Goal of the exercise:
Begin at the line that contains "one streaming session." and repeat every line from there to the end of the records below, inclusive, without adding any other line.

Task input:
================
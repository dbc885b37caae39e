pub mod classifier;
pub mod config;
pub mod controller;
pub mod gravity;
pub mod loop_worker;
pub mod source;

pub use classifier::{ClassifierConfig, ContextClassifier, MotionStats};
pub use config::StreamerConfig;
pub use controller::SensingController;
pub use gravity::{GravityEstimator, GRAVITY_ALPHA};
pub use loop_worker::{PostStatus, StreamContext, StreamStatus};
pub use source::{FallbackGenerator, LiveSensorFeed, MotionReading, NoSensors, SensorSource};
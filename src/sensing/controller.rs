use anyhow::{bail, Context, Result};
use log::info;
use tokio::task::JoinHandle;
use tokio_util::sync::CancellationToken;

use super::loop_worker::{sensing_loop, StreamContext};

/// Owns the sampling task for one streaming session.
pub struct SensingController {
    handle: Option<JoinHandle<()>>,
    cancel_token: Option<CancellationToken>,
}

impl SensingController {
    pub fn new() -> Self {
        Self {
            handle: None,
            cancel_token: None,
        }
    }

    pub fn is_active(&self) -> bool {
        self.handle.is_some()
    }

    pub fn start_sensing(&mut self, ctx: StreamContext) -> Result<()> {
        if self.handle.is_some() {
            bail!("sensing already active");
        }

        info!("starting sensing loop for session {}", ctx.session_id);

        let cancel_token = CancellationToken::new();
        let handle = tokio::spawn(sensing_loop(ctx, cancel_token.clone()));

        self.handle = Some(handle);
        self.cancel_token = Some(cancel_token);
        Ok(())
    }

    /// Cancel the loop and any event posts still in flight, then wait for it.
    pub async fn stop_sensing(&mut self) -> Result<()> {
        if let Some(token) = self.cancel_token.take() {
            token.cancel();
        }

        if let Some(handle) = self.handle.take() {
            handle
                .await
                .context("sensing loop task failed to join")
                .map(|_| ())
        } else {
            Ok(())
        }
    }
}

impl Default for SensingController {
    fn default() -> Self {
        Self::new()
    }
}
================
Reply:
/// Owns the sampling task for one streaming session.
pub struct SensingController {
    handle: Option<JoinHandle<()>>,
    cancel_token: Option<CancellationToken>,
}

impl SensingController {
    pub fn new() -> Self {
        Self {
            handle: None,
            cancel_token: None,
        }
    }

    pub fn is_active(&self) -> bool {
        self.handle.is_some()
    }

    pub fn start_sensing(&mut self, ctx: StreamContext) -> Result<()> {
        if self.handle.is_some() {
            bail!("sensing already active");
        }

        info!("starting sensing loop for session {}", ctx.session_id);

        let cancel_token = CancellationToken::new();
        let handle = tokio::spawn(sensing_loop(ctx, cancel_token.clone()));

        self.handle = Some(handle);
        self.cancel_token = Some(cancel_token);
        Ok(())
    }

    /// Cancel the loop and any event posts still in flight, then wait for it.
    pub async fn stop_sensing(&mut self) -> Result<()> {
        if let Some(token) = self.cancel_token.take() {
            token.cancel();
        }

        if let Some(handle) = self.handle.take() {
            handle
                .await
                .context("sensing loop task failed to join")
                .map(|_| ())
        } else {
            Ok(())
        }
    }
}

impl Default for SensingController {
    fn default() -> Self {
        Self::new()
    }
}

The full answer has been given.